La “Perla di Modena” il Raffaello inedito
di // pubblicato il 23 Settembre, 2010
Il sei maggio scorso le Agenzie di stampa avevano battuto la notizia di un'opera raffigurante una testa di donna dimenticata in un deposito nel modenese che, se a prima vista di foggia ottocentesca, guardandola bene era apparsa un po' troppo raffaellesca per non meritare un esame dettagliato e approfondito.
Sono bastati pochi mesi di analisi qui a Firenze e il dipinto è stato attribuito a Raffaello e la notizia, in ambienti artistici, faceva immediatamente il giro del mondo.
Scoperta di Mario Scalini, soprintendente ad interim di Modena e Reggio Emilia, titolare della soprintendenza di Siena e Grosseto, che si occupa, tra l'altro, del progetto di allestimento del Palazzo Ducale di Sassuolo e della valorizzazione della Galleria Museo e Medagliere Estense di Modena.
Scalini, osservando il dipinto, ritenne si trattasse di una "copia" molto particolare della "Madonna della Perla". Un primo indizio era proprio "il tratto finissimo del disegno, ma a mettermi sulla strada giusta anche la cornice, una superba cornice 'di galleria' secentesca, inusuale se la 'testa' fosse stata di poco pregio.
Di fatto - sottolinea ancora Scalini - "si tratta del frammento autografo superstite della prima redazione, di mano di Raffaello, della celeberrima 'Perla' del Prado, che, ormai quasi concordemente ritenuta di Romano, mostra alle radiografie una quadrettatura di partenza che rende evidente come questa derivi puntualmente da una composizione del maestro sinora ignota. Una scoperta "di estrema importanza, sia in assoluto che per la valorizzazione del patrimonio culturale estense conservatoci''.

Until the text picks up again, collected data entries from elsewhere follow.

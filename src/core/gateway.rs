use crate::domain::model::{Contact, Registrar, SecuritySettings, UserData};
use crate::domain::ports::RegistrarFetcher;
use crate::utils::error::{ConsoleError, Result};
use async_trait::async_trait;
use reqwest::{Client, Response};
use serde::de::DeserializeOwned;
use serde::Serialize;

const REGISTRARS_PATH: &str = "/console-api/registrars";
const CONTACTS_PATH: &str = "/console-api/settings/contacts";
const SECURITY_PATH: &str = "/console-api/settings/security";
const USER_DATA_PATH: &str = "/console-api/userdata";

/// Typed JSON gateway to the console backend. Every operation returns an
/// explicit `Result` so callers can tell "empty" from "failed"; the old
/// swallow-into-fallback behavior is available as `fetch_with_fallback`.
pub struct BackendGateway {
    client: Client,
    base_url: String,
}

impl BackendGateway {
    pub fn new(base_url: impl Into<String>) -> Self {
        let base_url = base_url.into().trim_end_matches('/').to_string();
        Self {
            client: Client::new(),
            base_url,
        }
    }

    pub fn base_url(&self) -> &str {
        &self.base_url
    }

    /// GET a resource and decode its JSON payload.
    pub async fn fetch<T: DeserializeOwned>(
        &self,
        path: &str,
        query: &[(&str, &str)],
    ) -> Result<T> {
        let url = format!("{}{}", self.base_url, path);
        tracing::debug!("GET {}", url);

        let response = self
            .client
            .get(&url)
            .query(query)
            .send()
            .await
            .inspect_err(|e| tracing::error!("An error occurred: {}", e))?;

        Self::decode(response).await
    }

    /// POST a JSON body and decode the JSON response.
    pub async fn submit<T: DeserializeOwned, B: Serialize + ?Sized>(
        &self,
        path: &str,
        query: &[(&str, &str)],
        body: &B,
    ) -> Result<T> {
        let url = format!("{}{}", self.base_url, path);
        tracing::debug!("POST {}", url);

        let response = self
            .client
            .post(&url)
            .query(query)
            .json(body)
            .send()
            .await
            .inspect_err(|e| tracing::error!("An error occurred: {}", e))?;

        Self::decode(response).await
    }

    /// GET with the original error-swallowing semantics: any failure is
    /// logged and the caller-supplied fallback is returned instead.
    pub async fn fetch_with_fallback<T: DeserializeOwned>(
        &self,
        path: &str,
        query: &[(&str, &str)],
        fallback: T,
    ) -> T {
        match self.fetch(path, query).await {
            Ok(value) => value,
            Err(e) => {
                tracing::warn!("Substituting fallback for failed request to {}: {}", path, e);
                fallback
            }
        }
    }

    async fn decode<T: DeserializeOwned>(response: Response) -> Result<T> {
        let status = response.status();
        if status.is_success() {
            let payload = response.json().await?;
            return Ok(payload);
        }

        let body = response.text().await.unwrap_or_default();
        tracing::error!("Backend returned code {}, body was: {}", status.as_u16(), body);
        Err(ConsoleError::Status {
            status: status.as_u16(),
            body,
        })
    }

    pub async fn get_registrars(&self) -> Result<Vec<Registrar>> {
        self.fetch(REGISTRARS_PATH, &[]).await
    }

    pub async fn get_contacts(&self, registrar_id: &str) -> Result<Vec<Contact>> {
        self.fetch(CONTACTS_PATH, &[("registrarId", registrar_id)])
            .await
    }

    pub async fn post_contacts(
        &self,
        registrar_id: &str,
        contacts: &[Contact],
    ) -> Result<Vec<Contact>> {
        self.submit(CONTACTS_PATH, &[("registrarId", registrar_id)], contacts)
            .await
    }

    pub async fn get_security_settings(&self, registrar_id: &str) -> Result<SecuritySettings> {
        self.fetch(SECURITY_PATH, &[("registrarId", registrar_id)])
            .await
    }

    pub async fn post_security_settings(
        &self,
        registrar_id: &str,
        settings: &SecuritySettings,
    ) -> Result<SecuritySettings> {
        self.submit(SECURITY_PATH, &[("registrarId", registrar_id)], settings)
            .await
    }

    pub async fn get_user_data(&self) -> Result<UserData> {
        self.fetch(USER_DATA_PATH, &[]).await
    }
}

#[async_trait]
impl RegistrarFetcher for BackendGateway {
    async fn fetch_registrars(&self) -> Result<Vec<Registrar>> {
        self.get_registrars().await
    }
}
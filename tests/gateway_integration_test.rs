use httpmock::prelude::*;
use registrar_console::{BackendGateway, ConsoleError, Contact, SecuritySettings};

#[tokio::test]
async fn test_full_settings_round_trip_against_mock_backend() {
    let server = MockServer::start();

    let contacts_get = server.mock(|when, then| {
        when.method(GET)
            .path("/console-api/settings/contacts")
            .query_param("registrarId", "acme");
        then.status(200).json_body(serde_json::json!([{
            "name": "Jane Ops",
            "emailAddress": "jane@acme.example",
            "phoneNumber": "+1.5551234",
            "types": ["ADMIN", "TECH"],
            "visibleInWhoisAsAdmin": true
        }]));
    });

    let gateway = BackendGateway::new(server.base_url());

    let contacts = gateway.get_contacts("acme").await.unwrap();
    contacts_get.assert();
    assert_eq!(contacts.len(), 1);
    assert_eq!(contacts[0].name, "Jane Ops");
    assert_eq!(contacts[0].types, vec!["ADMIN", "TECH"]);
    assert_eq!(contacts[0].visible_in_whois_as_admin, Some(true));

    let updated: Vec<Contact> = contacts
        .into_iter()
        .map(|mut c| {
            c.visible_in_whois_as_tech = Some(true);
            c
        })
        .collect();

    let contacts_post = server.mock(|when, then| {
        when.method(POST)
            .path("/console-api/settings/contacts")
            .query_param("registrarId", "acme")
            .json_body_obj(&updated);
        then.status(200).json_body_obj(&updated);
    });

    let saved = gateway.post_contacts("acme", &updated).await.unwrap();
    contacts_post.assert();
    assert_eq!(saved, updated);
}

#[tokio::test]
async fn test_security_settings_get_then_post() {
    let server = MockServer::start();

    server.mock(|when, then| {
        when.method(GET)
            .path("/console-api/settings/security")
            .query_param("registrarId", "acme");
        then.status(200).json_body(serde_json::json!({
            "ipAddressAllowList": ["198.51.100.0/24"],
            "clientCertificate": "-----BEGIN CERTIFICATE-----"
        }));
    });

    let gateway = BackendGateway::new(server.base_url());
    let mut settings = gateway.get_security_settings("acme").await.unwrap();
    assert!(settings.client_certificate.is_some());

    settings.ip_address_allow_list = Some(vec![
        "198.51.100.0/24".to_string(),
        "203.0.113.0/24".to_string(),
    ]);

    let post_mock = server.mock(|when, then| {
        when.method(POST)
            .path("/console-api/settings/security")
            .query_param("registrarId", "acme");
        then.status(200).json_body_obj(&settings);
    });

    let saved: SecuritySettings = gateway
        .post_security_settings("acme", &settings)
        .await
        .unwrap();
    post_mock.assert();
    assert_eq!(saved, settings);
}

#[tokio::test]
async fn test_write_failures_are_not_swallowed() {
    let server = MockServer::start();
    server.mock(|when, then| {
        when.method(POST).path("/console-api/settings/security");
        then.status(403).body("forbidden");
    });

    let gateway = BackendGateway::new(server.base_url());
    let err = gateway
        .post_security_settings("acme", &SecuritySettings::default())
        .await
        .unwrap_err();

    match err {
        ConsoleError::Status { status, body } => {
            assert_eq!(status, 403);
            assert_eq!(body, "forbidden");
        }
        other => panic!("expected status error, got {:?}", other),
    }
}

#[tokio::test]
async fn test_user_data_endpoint_has_no_query_parameters() {
    let server = MockServer::start();
    let api_mock = server.mock(|when, then| {
        when.method(GET).path("/console-api/userdata");
        then.status(200).json_body(serde_json::json!({
            "productName": "Registry Console",
            "supportEmail": "support@registry.example",
            "technicalDocsUrl": "https://registry.example/docs"
        }));
    });

    let gateway = BackendGateway::new(server.base_url());
    let user_data = gateway.get_user_data().await.unwrap();

    api_mock.assert();
    assert_eq!(user_data.product_name.as_deref(), Some("Registry Console"));
    assert_eq!(
        user_data.technical_docs_url.as_deref(),
        Some("https://registry.example/docs")
    );
}
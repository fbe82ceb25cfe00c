// Domain layer: wire models and ports (interfaces). No external dependencies
// beyond std/serde when needed.

pub mod model;
pub mod ports;
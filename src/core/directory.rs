use crate::core::loader::LoadCoordinator;
use crate::domain::model::Registrar;
use crate::domain::ports::{NotificationPresenter, RegistrarFetcher};
use crate::utils::error::Result;
use std::sync::{Arc, RwLock};
use std::time::Duration;
use tokio::sync::broadcast;

const LOAD_TIMEOUT_MESSAGE: &str = "Timeout loading registrars";
const SNACK_BAR_DURATION: Duration = Duration::from_millis(1500);

// Capacity for the selection-change channel; slow subscribers lag rather
// than block the sender.
const CHANGE_CHANNEL_CAPACITY: usize = 16;

/// Session-scoped store of the registrar list and the active selection.
///
/// Owned and injected explicitly: callers construct it with its
/// collaborators and drop it when the session ends, there is no ambient
/// global instance. Reloads replace the collection wholesale; concurrent
/// reloads are not deduplicated, so the last response to resolve wins.
pub struct RegistrarDirectory<F: RegistrarFetcher> {
    fetcher: F,
    coordinator: LoadCoordinator,
    presenter: Arc<dyn NotificationPresenter>,
    registrars: RwLock<Vec<Registrar>>,
    active_registrar_id: RwLock<String>,
    change_tx: broadcast::Sender<String>,
}

impl<F: RegistrarFetcher> RegistrarDirectory<F> {
    pub fn new(
        fetcher: F,
        coordinator: LoadCoordinator,
        presenter: Arc<dyn NotificationPresenter>,
    ) -> Arc<Self> {
        let (change_tx, _) = broadcast::channel(CHANGE_CHANNEL_CAPACITY);
        Arc::new(Self {
            fetcher,
            coordinator,
            presenter,
            registrars: RwLock::new(Vec::new()),
            active_registrar_id: RwLock::new(String::new()),
            change_tx,
        })
    }

    /// One-time startup load: arms the load stopwatch, runs a reload and
    /// disarms the stopwatch whatever the outcome. A failed load is logged
    /// and leaves the collection as-is; it is never fatal.
    pub async fn init_load(self: &Arc<Self>)
    where
        F: 'static,
    {
        let directory = Arc::clone(self);
        let handle = self
            .coordinator
            .start_load(move || directory.on_load_timeout());

        match self.reload().await {
            Ok(registrars) => {
                tracing::info!("Loaded {} registrars", registrars.len());
            }
            Err(e) => {
                tracing::warn!("Initial registrar load failed: {}", e);
            }
        }

        handle.stop_load();
    }

    /// Refetch the registrar list and replace the stored collection on
    /// success. May be called repeatedly; calls are not deduplicated.
    pub async fn reload(&self) -> Result<Vec<Registrar>> {
        let registrars = self.fetcher.fetch_registrars().await?;
        *self.registrars.write().unwrap() = registrars.clone();
        Ok(registrars)
    }

    /// Set the active registrar id and broadcast it to subscribers. The id
    /// is not validated against the collection, and repeated selections of
    /// the same id emit repeated events.
    pub fn select_active(&self, registrar_id: &str) {
        *self.active_registrar_id.write().unwrap() = registrar_id.to_string();
        // No receivers is fine; the session may have no listeners yet.
        let _ = self.change_tx.send(registrar_id.to_string());
        tracing::debug!("Active registrar set to '{}'", registrar_id);
    }

    pub fn active_registrar_id(&self) -> String {
        self.active_registrar_id.read().unwrap().clone()
    }

    /// Snapshot of the loaded collection, in server response order.
    pub fn registrars(&self) -> Vec<Registrar> {
        self.registrars.read().unwrap().clone()
    }

    /// First entry matching the active id, if any. None while the directory
    /// has not loaded, nothing is selected, or the selected id is stale.
    pub fn current_registrar(&self) -> Option<Registrar> {
        let active_id = self.active_registrar_id.read().unwrap();
        self.registrars
            .read()
            .unwrap()
            .iter()
            .find(|r| r.registrar_id == *active_id)
            .cloned()
    }

    /// Receiver on the selection-change channel. Only selections made after
    /// subscribing are observed.
    pub fn subscribe(&self) -> broadcast::Receiver<String> {
        self.change_tx.subscribe()
    }

    /// Invoked by the load coordinator when the initial load exceeds its
    /// budget. Warns the user; the load itself keeps going.
    pub fn on_load_timeout(&self) {
        self.presenter.show(LOAD_TIMEOUT_MESSAGE, SNACK_BAR_DURATION);
    }
}
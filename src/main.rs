use clap::Parser;
use registrar_console::utils::{logger, validation::Validate};
use registrar_console::{
    BackendGateway, ClientConfig, LoadCoordinator, NotificationPresenter, RegistrarDirectory,
};
use std::sync::Arc;
use std::time::Duration;

/// Snack-bar stand-in for the terminal: warnings go to the log.
struct LogPresenter;

impl NotificationPresenter for LogPresenter {
    fn show(&self, message: &str, duration: Duration) {
        tracing::warn!("{} (auto-dismiss after {:?})", message, duration);
    }
}

#[tokio::main]
async fn main() -> anyhow::Result<()> {
    let config = ClientConfig::parse();

    logger::init_cli_logger(config.verbose);
    tracing::info!("Starting registrar-console");
    if config.verbose {
        tracing::debug!("Config: {:?}", config);
    }

    if let Err(e) = config.validate() {
        tracing::error!("Configuration validation failed: {}", e);
        eprintln!("❌ {}", e);
        std::process::exit(1);
    }

    let gateway = BackendGateway::new(config.base_url.clone());
    let coordinator = LoadCoordinator::new(Duration::from_secs(config.load_timeout_seconds));
    let directory = RegistrarDirectory::new(gateway, coordinator, Arc::new(LogPresenter));

    directory.init_load().await;

    let registrars = directory.registrars();
    if registrars.is_empty() {
        println!("No registrars available from {}", config.base_url);
        return Ok(());
    }

    println!("Registrars ({}):", registrars.len());
    for registrar in &registrars {
        let iana = registrar
            .iana_identifier
            .map(|id| format!(" (IANA {})", id))
            .unwrap_or_default();
        println!("  {} - {}{}", registrar.registrar_id, registrar.registrar_name, iana);
    }

    if let Some(registrar_id) = &config.registrar_id {
        directory.select_active(registrar_id);
        match directory.current_registrar() {
            Some(registrar) => {
                println!("Active registrar: {}", registrar.registrar_name);
                if let Some(tlds) = &registrar.allowed_tlds {
                    println!("  Allowed TLDs: {}", tlds.join(", "));
                }
                if let Some(email) = &registrar.email_address {
                    println!("  Contact email: {}", email);
                }
            }
            None => {
                println!("No registrar matches id '{}'", registrar_id);
            }
        }
    }

    Ok(())
}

La restauratrice Lisa Venerosi Pesciolini sottolinea che la tavola con il dipinto è stata piu' volte restaurata, nel '600 e '800 e tenuta in grande considerazione. Le analisi effettuate sotto gli strati di restauro, che hanno via via nei secoli addolcito la figura rendendola piu' affine ai gusti successivi, hanno poi potuto svelare il disegno originario.
La 'perla modenese', com'è stata battezzata da Scalini e Venerosi Pesciolini, è ricordata nell'inventario della quadreria Estense del Palazzo Ducale, redatto nel 1663. Figura infatti un 'ritratto di donna' riferito a Raffaello che non risulta tra i dipinti ceduti all'Elettore di Sassonia nel 1746, ne' tra quelli dispersi successivamente.
Le indagini rivelano anche che il dipinto appaia impostato dal maestro e, dopo la sua morte, terminato dall'allievo Giulio Romano esattamente come altre opere estreme fra cui la Trasfigurazione dei Musei Vaticani.

Domani, alle 20.30, alla Pinacoteca Nazionale di Siena, Mario Scalini illustrerà tutti i segreti e i risultati delle indagini della “Perla modenese" di Raffaello, nel primo di una serie di incontri, previsti per ogni ultimo venerdì del mese, volti alla diffusione della conoscenza del nostro patrimonio artistico.